A data warehouse can be built top down or bottom up. To build a top-down warehouse, you need to form a complete picture or logical data model for the entire organization (or all the subsystems that are within the scope of the project, such as all financial systems). In contrast, building a warehouse from the bottom up takes a much more departmental or specific business-area focus (such as Sales Order system only). This breaks the task of modeling the data into more manageable chunks. Such a departmental approach produces data marts that are potentially subsets of the overall data warehouse. The bottom-up approach can simplify implementation. It helps get departmental or business-area information to the people who need it, makes it easier to protect sensitive data, and results in better query response times because data marts deal with less data. The potential risk in the data mart approach is that disparity in data-mart implementation can result in a logically disjointed enterprise data warehouse if efforts aren't carefully coordinated across the organization.

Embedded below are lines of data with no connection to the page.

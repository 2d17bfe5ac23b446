//! Core types: queries, raw provider records, canonical products,
//! provider outcomes and the final comparison result.

use std::fmt;
use std::time::Duration;

use serde::{Deserialize, Serialize};

use crate::error::{ProviderError, SearchError};

/// A normalized shopping query.
///
/// Built once by a [`crate::query::QueryNormalizer`] and never modified.
#[derive(Debug, Clone, PartialEq, Eq, Hash, Serialize, Deserialize)]
pub struct Query {
    text: String,
    category: Option<String>,
    quantity: Option<String>,
    max_results: Option<usize>,
}

impl Query {
    /// Create a query from already-normalized search text.
    pub fn new(text: impl Into<String>) -> Self {
        Self {
            text: text.into(),
            category: None,
            quantity: None,
            max_results: None,
        }
    }

    /// Attach a category hint (e.g. `"dairy"`).
    #[must_use]
    pub fn with_category(mut self, category: impl Into<String>) -> Self {
        self.category = Some(category.into());
        self
    }

    /// Attach a quantity hint (e.g. `"500ml"`).
    #[must_use]
    pub fn with_quantity(mut self, quantity: impl Into<String>) -> Self {
        self.quantity = Some(quantity.into());
        self
    }

    /// Cap the number of ranked products returned.
    #[must_use]
    pub fn with_max_results(mut self, max_results: usize) -> Self {
        self.max_results = Some(max_results);
        self
    }

    /// Normalized search text.
    pub fn text(&self) -> &str {
        &self.text
    }

    /// Category hint, if any.
    pub fn category(&self) -> Option<&str> {
        self.category.as_deref()
    }

    /// Quantity hint, if any.
    pub fn quantity(&self) -> Option<&str> {
        self.quantity.as_deref()
    }

    /// Requested result cap, if any.
    pub fn max_results(&self) -> Option<usize> {
        self.max_results
    }
}

/// Capability tags a provider advertises.
#[derive(Debug, Clone, Copy, PartialEq, Eq, Hash, Serialize, Deserialize)]
#[serde(rename_all = "snake_case")]
pub enum Capability {
    /// Backed by a remote JSON search API.
    RemoteApi,
    /// Scrapes a public web search page.
    WebScrape,
    /// Local vector-similarity index.
    SemanticIndex,
    /// Static, in-process dataset.
    StaticCatalog,
}

/// An unprocessed record as returned by a provider.
///
/// The body shape is provider-specific; [`crate::provider::Provider::extract`]
/// knows how to read it.
#[derive(Debug, Clone, PartialEq, Serialize, Deserialize)]
pub struct RawRecord {
    /// Stable reference to the record (URL, index id, catalog key).
    pub reference: String,
    /// Provider-specific payload.
    pub body: serde_json::Value,
}

impl RawRecord {
    /// Create a raw record.
    pub fn new(reference: impl Into<String>, body: serde_json::Value) -> Self {
        Self {
            reference: reference.into(),
            body,
        }
    }

    /// Read a string field from the body, trimming whitespace.
    ///
    /// Numbers are rendered as strings so that `"price": 45` and
    /// `"price": "45"` read the same way.
    pub fn text(&self, key: &str) -> Option<String> {
        match self.body.get(key)? {
            serde_json::Value::String(s) => {
                let trimmed = s.trim();
                (!trimmed.is_empty()).then(|| trimmed.to_string())
            }
            serde_json::Value::Number(n) => Some(n.to_string()),
            _ => None,
        }
    }

    /// First present field among `keys`.
    pub fn first_text(&self, keys: &[&str]) -> Option<String> {
        keys.iter().find_map(|key| self.text(key))
    }
}

/// Provider-specific view of a record, before shared canonicalization.
///
/// All fields are free text; the aggregator parses price, quantity,
/// delivery time and platform uniformly across providers.
#[derive(Debug, Clone, Default, PartialEq, Serialize, Deserialize)]
pub struct ProductDraft {
    /// Product title as listed.
    pub title: String,
    /// Price text, e.g. `"₹1,299"`, `"$3.99"`, `"45"`.
    pub price: String,
    /// Store or platform name, or a URL whose host names the platform.
    pub platform: String,
    /// Quantity text, e.g. `"500 ml"`, `"1kg"`. Parsed from the title when absent.
    pub quantity: Option<String>,
    /// Delivery estimate text, e.g. `"30 mins"`, `"2 days"`.
    pub delivery: Option<String>,
    /// Product page URL.
    pub url: Option<String>,
}

/// Normalized quantity unit.
#[derive(Debug, Clone, Copy, PartialEq, Eq, Hash, PartialOrd, Ord, Serialize, Deserialize)]
#[serde(rename_all = "snake_case")]
pub enum Unit {
    /// Mass in grams.
    Gram,
    /// Volume in millilitres.
    Millilitre,
    /// Discrete count (pieces, eggs, packs).
    Piece,
}

impl Unit {
    /// Short suffix used in canonical quantity strings.
    pub fn suffix(&self) -> &'static str {
        match self {
            Self::Gram => "g",
            Self::Millilitre => "ml",
            Self::Piece => "pc",
        }
    }
}

/// A quantity in base units (grams, millilitres or pieces).
#[derive(Debug, Clone, Copy, PartialEq, Serialize, Deserialize)]
pub struct Quantity {
    /// Amount in base units.
    pub amount: f64,
    /// Base unit.
    pub unit: Unit,
}

impl fmt::Display for Quantity {
    fn fmt(&self, f: &mut fmt::Formatter<'_>) -> fmt::Result {
        // Two decimals at most; trailing zeros trimmed so 500.0 prints "500".
        let rounded = (self.amount * 100.0).round() / 100.0;
        write!(f, "{rounded}{}", self.unit.suffix())
    }
}

/// Where a canonical product came from.
#[derive(Debug, Clone, PartialEq, Eq, Serialize, Deserialize)]
pub struct Provenance {
    /// Name of the provider that surfaced the record.
    pub provider: String,
    /// Raw record reference.
    pub reference: String,
}

/// A normalized, cross-provider comparable product.
#[derive(Debug, Clone, PartialEq, Serialize, Deserialize)]
pub struct CanonicalProduct {
    /// Cleaned product title.
    pub title: String,
    /// Canonical platform identifier (e.g. `"bigbasket"`).
    pub platform: String,
    /// Price converted to the base currency.
    pub price: f64,
    /// ISO code of the base currency.
    pub currency: String,
    /// Normalized quantity, when one could be determined.
    pub quantity: Option<Quantity>,
    /// Estimated delivery time. `None` means unknown and sorts last.
    pub delivery: Option<Duration>,
    /// Product page URL, if known.
    pub url: Option<String>,
    /// Originating provider and record.
    pub provenance: Provenance,
    /// Deterministic identity used to collapse equivalent items.
    pub dedup_key: String,
}

impl CanonicalProduct {
    /// Delivery time used for ordering: unknown sorts after every known value.
    pub fn delivery_rank(&self) -> Duration {
        self.delivery.unwrap_or(Duration::MAX)
    }
}

/// Outcome kind recorded in the health tracker's sliding window.
#[derive(Debug, Clone, Copy, PartialEq, Eq, Serialize, Deserialize)]
#[serde(rename_all = "snake_case")]
pub enum CallOutcome {
    /// The provider returned records.
    Success,
    /// The provider returned an error.
    Failure,
    /// The provider exceeded its timeout.
    Timeout,
}

impl CallOutcome {
    /// Returns `true` for failures and timeouts.
    pub fn is_failure(&self) -> bool {
        !matches!(self, Self::Success)
    }
}

/// Why a provider was served from its fallback.
#[derive(Debug, Clone, PartialEq, Serialize)]
#[serde(tag = "kind", content = "detail", rename_all = "snake_case")]
pub enum FallbackReason {
    /// The circuit was open; the provider was not called.
    CircuitOpen {
        /// Time left until a half-open probe is allowed.
        retry_in: Duration,
    },
    /// Every attempt failed; carries the last error.
    Exhausted(ProviderError),
}

impl fmt::Display for FallbackReason {
    fn fmt(&self, f: &mut fmt::Formatter<'_>) -> fmt::Result {
        match self {
            Self::CircuitOpen { retry_in } => {
                write!(f, "circuit open (retry in {}ms)", retry_in.as_millis())
            }
            Self::Exhausted(err) => write!(f, "attempts exhausted: {err}"),
        }
    }
}

/// Tagged result of one provider invocation.
#[derive(Debug, Clone, PartialEq, Serialize)]
#[serde(tag = "kind", rename_all = "snake_case")]
pub enum OutcomeKind {
    /// Live data from the provider.
    Success {
        /// Records returned.
        records: Vec<RawRecord>,
    },
    /// Degraded data from the provider's fallback generator.
    Fallback {
        /// Fallback records.
        records: Vec<RawRecord>,
        /// What triggered the fallback.
        reason: FallbackReason,
    },
    /// No data: the provider failed and has no fallback.
    Failure {
        /// Last error.
        error: ProviderError,
    },
}

/// Result of invoking one provider for one query.
#[derive(Debug, Clone, PartialEq, Serialize)]
pub struct ProviderOutcome {
    /// Provider name.
    pub provider: String,
    /// Position of the provider in registration order.
    pub registration: usize,
    /// What happened.
    pub kind: OutcomeKind,
    /// Wall-clock time spent, including retries and backoff.
    pub latency: Duration,
    /// Number of provider calls made (0 when short-circuited).
    pub attempts: u32,
}

impl ProviderOutcome {
    /// Records carried by this outcome (empty for failures).
    pub fn records(&self) -> &[RawRecord] {
        match &self.kind {
            OutcomeKind::Success { records } | OutcomeKind::Fallback { records, .. } => records,
            OutcomeKind::Failure { .. } => &[],
        }
    }

    /// Returns `true` if the provider produced live data.
    pub fn is_success(&self) -> bool {
        matches!(self.kind, OutcomeKind::Success { .. })
    }

    /// Returns `true` if the outcome came from the fallback path.
    pub fn is_fallback(&self) -> bool {
        matches!(self.kind, OutcomeKind::Fallback { .. })
    }
}

/// Cheapest and most expensive ranked prices.
#[derive(Debug, Clone, Copy, PartialEq, Serialize)]
pub struct PriceRange {
    /// Lowest price.
    pub min: f64,
    /// Highest price.
    pub max: f64,
}

impl PriceRange {
    /// How much the best pick saves against the most expensive listing.
    pub fn potential_savings(&self) -> f64 {
        self.max - self.min
    }
}

/// The ranked, deduplicated answer to one query.
#[derive(Debug, Clone, PartialEq, Serialize)]
pub struct ComparisonResult {
    /// The normalized query text.
    pub query: String,
    /// Products ranked by price, then delivery time, then platform.
    pub ranked: Vec<CanonicalProduct>,
    /// The first ranked product.
    pub best_pick: Option<CanonicalProduct>,
    /// Providers that contributed zero usable records for this query.
    pub degraded_providers: Vec<String>,
    /// Providers whose records came from their fallback path.
    pub fallback_providers: Vec<String>,
    /// `true` when no provider produced live data.
    pub degraded: bool,
    /// Number of raw records dropped during normalization.
    pub normalization_losses: usize,
    /// Number of records collapsed into an equivalent cheaper listing.
    pub duplicates_collapsed: usize,
    /// Price span across the ranked products.
    pub price_range: Option<PriceRange>,
    /// Problems absorbed while answering.
    pub warnings: Vec<SearchError>,
}

impl ComparisonResult {
    /// An empty result with no best pick.
    pub fn empty(query: impl Into<String>) -> Self {
        Self {
            query: query.into(),
            ranked: Vec::new(),
            best_pick: None,
            degraded_providers: Vec::new(),
            fallback_providers: Vec::new(),
            degraded: true,
            normalization_losses: 0,
            duplicates_collapsed: 0,
            price_range: None,
            warnings: Vec::new(),
        }
    }
}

Before you embark on an OLAP database creation effort, the time you spend understanding the underlying requirements is the best time you can give your effort. If scope is set correctly, you will be able to achieve an industrial-strength OLAP design without much difficulty.
First, you need to take care of some ground work:
Assess the scope of what you want to represent in the DSS environment carefully. Start small, as the bottom-up approach suggests. For instance, just tackle the Sales data facts.
Coordinate your efforts with other related DSS efforts. Let people know that you are carving out a specific subject area or departmental data and, when you finish, publish your design to everyone.
Seek out any shared dimensions that might have already been created for other cubes. You will want to leverage these as much as possible for data consistency and non-redundant processing sake.
Understand your datasources. The OLAP cube you create will only be as good as the data you put into it. It's best to understand the dirty data issues of what you are about to touch long before you try to build an OLAP cube with it.